Sewell Report highlights the damage caused by family breakdown, but doesn’t offer solutions

This article was first published by ConservativeHome Harry Benson is Research Director for the Marriage Foundation and co-author of What Mums Want (and Dads Need to Know).

This article was first published by ConservativeHome

Harry Benson is Research Director for the Marriage Foundation and co-author of What Mums Want (and Dads Need to Know).

The recent report by the Commission on Race and Ethnic Disparities, released a month ago today, claims to be the first government-commissioned study on race that seriously engages with the family.

Dr Tony Sewell and colleagues quite rightly say we should not stigmatise lone parents. But nor should we turn a blind eye to the impact of family breakdown on the life chances of children.

However, by failing to identify the drivers of family breakdown, the report does exactly that. Just two of its 24 recommendations (#7 and #19) mention ‘family’. None address factors that might improve stability and reduce family breakdown, such as marriage, commitment, or even relationship quality.

For those who take their cue from data rather than opinion, the report is excellent in highlighting how factors such as family, socio-economic background, geography, culture and religion have a more significant impact on family outcomes than race. If only it hadn’t stopped there.

One of the most striking findings comes from a new release on lone parent families by the Office for National Statistics. While careful to avoid any charge of passing judgment, the report identifies how lone parent families typically face greater strain and need more support than couple families. Among ethnic groups, the range of lone parenthood rates is huge. Least stable are black Caribbean families, where 63 per cent of children live in lone parent households compared to just six per cent among Indian families, who are the most stable. By way of comparison, the proportion for the UK as a whole is 22 per cent (not 14.7 per cent, as claimed in the report).

Other than a nod to divorce and the influence of male responsibility and the welfare state, there is little attempt to explain this striking variation between groups.

In an analysis of family breakdown among 9,000 families with 11-year-olds that I did with my colleague Professor Steve McKay at the University of Lincoln, we found that ethnicity does indeed make a difference. All other factors being equal, black fathers are more likely to split from the mother and Asian mothers are less likely to split from the father. Black mothers and Asian fathers face no greater or lesser risk than their white counterparts.

However – and it is a big however – the influence of ethnicity is only a fraction as important as the mother’s age, education, or happiness and whether she is married or cohabiting when the child is born.

Being married rather than cohabiting is one of the most important factors in predicting whether couples stay together or split up. It’s more important than the mother’s education, but six times more important than mother’s ethnicity and 17 times more important than father’s ethnicity.

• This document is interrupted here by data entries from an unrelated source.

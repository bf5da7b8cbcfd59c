//! Credential primitives: bcrypt hashing and JWT issuance.

mod bcrypt;
mod jwt;

pub use bcrypt::BcryptPasswordHasher;
pub use jwt::{JwtTokenService, TOKEN_TTL_HOURS};
//! Bearer-token authentication extractor.
//!
//! Handlers declare an [`Identity`] parameter and receive the verified
//! owner id. The split the API contract requires: absent credentials are
//! `401 Unauthorized`, presented-but-invalid (or expired) credentials are
//! `403 Forbidden`.

use std::sync::Arc;

use actix_web::dev::Payload;
use actix_web::http::header;
use actix_web::{FromRequest, HttpRequest, web};
use futures_util::future::{Ready, ready};

use crate::domain::ports::{TokenError, TokenService};
use crate::domain::{DomainError, UserId};

use super::error::ApiError;

/// Token verifier registered as application data at server build time.
#[derive(Clone)]
pub struct AuthTokens(Arc<dyn TokenService>);

impl AuthTokens {
    /// Wrap the token service for registration via `app_data`.
    pub fn new(tokens: Arc<dyn TokenService>) -> Self {
        Self(tokens)
    }

    /// Verify a raw bearer token.
    pub fn verify(&self, token: &str) -> Result<UserId, TokenError> {
        self.0.verify(token)
    }
}

/// The authenticated owner of the current request.
#[derive(Debug, Clone, Copy, PartialEq, Eq)]
pub struct Identity(pub UserId);

impl Identity {
    /// The owner id every repository lookup is scoped by.
    #[must_use]
    pub const fn owner(&self) -> UserId {
        self.0
    }
}

fn authenticate(req: &HttpRequest) -> Result<Identity, ApiError> {
    let tokens = req
        .app_data::<web::Data<AuthTokens>>()
        .ok_or_else(|| ApiError::from(DomainError::internal("token verifier not configured")))?;

    let header_value = req
        .headers()
        .get(header::AUTHORIZATION)
        .ok_or_else(|| ApiError::from(DomainError::unauthorized("missing authorization header")))?;
    let raw = header_value
        .to_str()
        .map_err(|_| ApiError::from(DomainError::unauthorized("malformed authorization header")))?;
    let token = raw
        .strip_prefix("Bearer ")
        .ok_or_else(|| ApiError::from(DomainError::unauthorized("expected a bearer token")))?;

    match tokens.verify(token.trim()) {
        Ok(owner) => Ok(Identity(owner)),
        Err(TokenError::Expired) => Err(DomainError::forbidden("token has expired").into()),
        Err(TokenError::Invalid) => Err(DomainError::forbidden("token is invalid").into()),
    }
}

impl FromRequest for Identity {
    type Error = ApiError;
    type Future = Ready<Result<Self, Self::Error>>;

    fn from_request(req: &HttpRequest, _payload: &mut Payload) -> Self::Future {
        ready(authenticate(req))
    }
}
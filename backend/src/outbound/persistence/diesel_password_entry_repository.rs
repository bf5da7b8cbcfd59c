//! Diesel-backed password entry repository.

use async_trait::async_trait;
use chrono::Utc;
use diesel::prelude::*;
use uuid::Uuid;

use super::models::{NewPasswordEntryRow, PasswordEntryRow};
use super::pool::DbPool;
use super::schema::password_entries::dsl;
use crate::domain::ports::{PasswordEntryRepository, RepositoryError};
use crate::domain::{PasswordEntry, UserId};
use crate::domain::password_entry::ValidatedEntry;

/// SQLite adapter for [`PasswordEntryRepository`].
#[derive(Clone)]
pub struct DieselPasswordEntryRepository {
    pool: DbPool,
}

impl DieselPasswordEntryRepository {
    /// Build the adapter over a shared pool.
    #[must_use]
    pub fn new(pool: DbPool) -> Self {
        Self { pool }
    }
}

#[async_trait]
impl PasswordEntryRepository for DieselPasswordEntryRepository {
    async fn list(&self, owner: UserId) -> Result<Vec<PasswordEntry>, RepositoryError> {
        let owner = owner.to_string();
        let rows = self
            .pool
            .run(move |conn| {
                dsl::password_entries
                    .filter(dsl::owner_id.eq(owner))
                    .order(dsl::created_at.desc())
                    .select(PasswordEntryRow::as_select())
                    .load(conn)
            })
            .await?;
        rows.into_iter().map(PasswordEntryRow::into_domain).collect()
    }

    async fn find(
        &self,
        id: Uuid,
        owner: UserId,
    ) -> Result<Option<PasswordEntry>, RepositoryError> {
        let id = id.to_string();
        let owner = owner.to_string();
        let row = self
            .pool
            .run(move |conn| {
                dsl::password_entries
                    .filter(dsl::id.eq(id))
                    .filter(dsl::owner_id.eq(owner))
                    .select(PasswordEntryRow::as_select())
                    .first(conn)
                    .optional()
            })
            .await?;
        row.map(PasswordEntryRow::into_domain).transpose()
    }

    async fn insert(&self, entry: &PasswordEntry) -> Result<(), RepositoryError> {
        let entry = entry.clone();
        self.pool
            .run(move |conn| {
                diesel::insert_into(dsl::password_entries)
                    .values(NewPasswordEntryRow::from_domain(&entry))
                    .execute(conn)
                    .map(|_| ())
            })
            .await
    }

    async fn update(
        &self,
        id: Uuid,
        owner: UserId,
        fields: &ValidatedEntry,
    ) -> Result<Option<PasswordEntry>, RepositoryError> {
        let entry_id = id.to_string();
        let owner_id = owner.to_string();
        let fields = fields.clone();
        let updated = self
            .pool
            .run(move |conn| {
                let now = Utc::now().naive_utc();
                let changed = diesel::update(
                    dsl::password_entries
                        .filter(dsl::id.eq(&entry_id))
                        .filter(dsl::owner_id.eq(&owner_id)),
                )
                .set((
                    dsl::title.eq(&fields.title),
                    dsl::username.eq(fields.username.as_deref()),
                    dsl::secret.eq(&fields.secret),
                    dsl::website.eq(fields.website.as_deref()),
                    dsl::category.eq(fields.category.as_str()),
                    dsl::notes.eq(fields.notes.as_deref()),
                    dsl::updated_at.eq(now),
                ))
                .execute(conn)?;
                if changed == 0 {
                    return Ok(None);
                }
                dsl::password_entries
                    .filter(dsl::id.eq(&entry_id))
                    .select(PasswordEntryRow::as_select())
                    .first(conn)
                    .optional()
            })
            .await?;
        updated.map(PasswordEntryRow::into_domain).transpose()
    }

    async fn delete(&self, id: Uuid, owner: UserId) -> Result<bool, RepositoryError> {
        let id = id.to_string();
        let owner = owner.to_string();
        let removed = self
            .pool
            .run(move |conn| {
                diesel::delete(
                    dsl::password_entries
                        .filter(dsl::id.eq(id))
                        .filter(dsl::owner_id.eq(owner)),
                )
                .execute(conn)
            })
            .await?;
        Ok(removed > 0)
    }
}

#[cfg(test)]
mod tests {
    use chrono::{Duration, Utc};
    use rstest::rstest;
    use uuid::Uuid;

    use super::*;
    use crate::domain::Category;
    use crate::test_support::{seed_user, test_pool};

    fn entry_for(owner: UserId, title: &str, offset_secs: i64) -> PasswordEntry {
        let at = Utc::now() + Duration::seconds(offset_secs);
        PasswordEntry {
            id: Uuid::new_v4(),
            owner_id: owner,
            title: title.to_owned(),
            username: Some("alice".to_owned()),
            secret: "s3cret".to_owned(),
            website: None,
            category: Category::Banking,
            notes: None,
            created_at: at,
            updated_at: at,
        }
    }

    #[rstest]
    #[actix_rt::test]
    async fn lists_newest_first_for_owner_only() {
        let pool = test_pool();
        let owner = seed_user(&pool).await;
        let other = seed_user(&pool).await;
        let repo = DieselPasswordEntryRepository::new(pool);

        repo.insert(&entry_for(owner, "oldest", 0)).await.unwrap();
        repo.insert(&entry_for(owner, "newest", 60)).await.unwrap();
        repo.insert(&entry_for(other, "foreign", 120)).await.unwrap();

        let listed = repo.list(owner).await.unwrap();
        let titles: Vec<_> = listed.iter().map(|e| e.title.as_str()).collect();
        assert_eq!(titles, vec!["newest", "oldest"]);
    }

    #[rstest]
    #[actix_rt::test]
    async fn update_scoped_to_owner() {
        let pool = test_pool();
        let owner = seed_user(&pool).await;
        let repo = DieselPasswordEntryRepository::new(pool);
        let entry = entry_for(owner, "bank", 0);
        repo.insert(&entry).await.unwrap();

        let fields = ValidatedEntry {
            title: "bank (renamed)".to_owned(),
            username: None,
            secret: "rotated".to_owned(),
            website: Some("https://bank.example".to_owned()),
            category: Category::Banking,
            notes: None,
        };

        let foreign = repo.update(entry.id, UserId::random(), &fields).await.unwrap();
        assert!(foreign.is_none());

        let updated = repo.update(entry.id, owner, &fields).await.unwrap().unwrap();
        assert_eq!(updated.title, "bank (renamed)");
        assert_eq!(updated.secret, "rotated");
        assert_eq!(updated.username, None);
        assert!(updated.updated_at >= entry.updated_at);
    }

    #[rstest]
    #[actix_rt::test]
    async fn delete_reports_whether_a_row_went() {
        let pool = test_pool();
        let owner = seed_user(&pool).await;
        let repo = DieselPasswordEntryRepository::new(pool);
        let entry = entry_for(owner, "ephemeral", 0);
        repo.insert(&entry).await.unwrap();

        assert!(!repo.delete(entry.id, UserId::random()).await.unwrap());
        assert!(repo.delete(entry.id, owner).await.unwrap());
        assert!(!repo.delete(entry.id, owner).await.unwrap());
    }
}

In another analysis we did of 14-year-olds in the next wave of the same survey, we found that ethnicity did not influence teenage boys mental health at all. But it did have a small but counterintuitive effect on girls. Black girls were slightly less likely to show high levels of mental health problems, whereas Pakistani or Bangladeshi girls were more likely. This latter effect disappeared altogether once the parents’ income was taken into account.

Once again, other factors played a far more important role than race. Family breakdown, being married when the child was born, and the mother’s education were the most important factors predicting subsequent teenage mental health.

Dr Sewell and his colleagues are absolutely right to point out that family breakdown has a much bigger effect on outcomes than race. But their recommendations fall badly short without acknowledging how marriage – and the clarity of commitment that it represents – are the key buffer against family breakdown.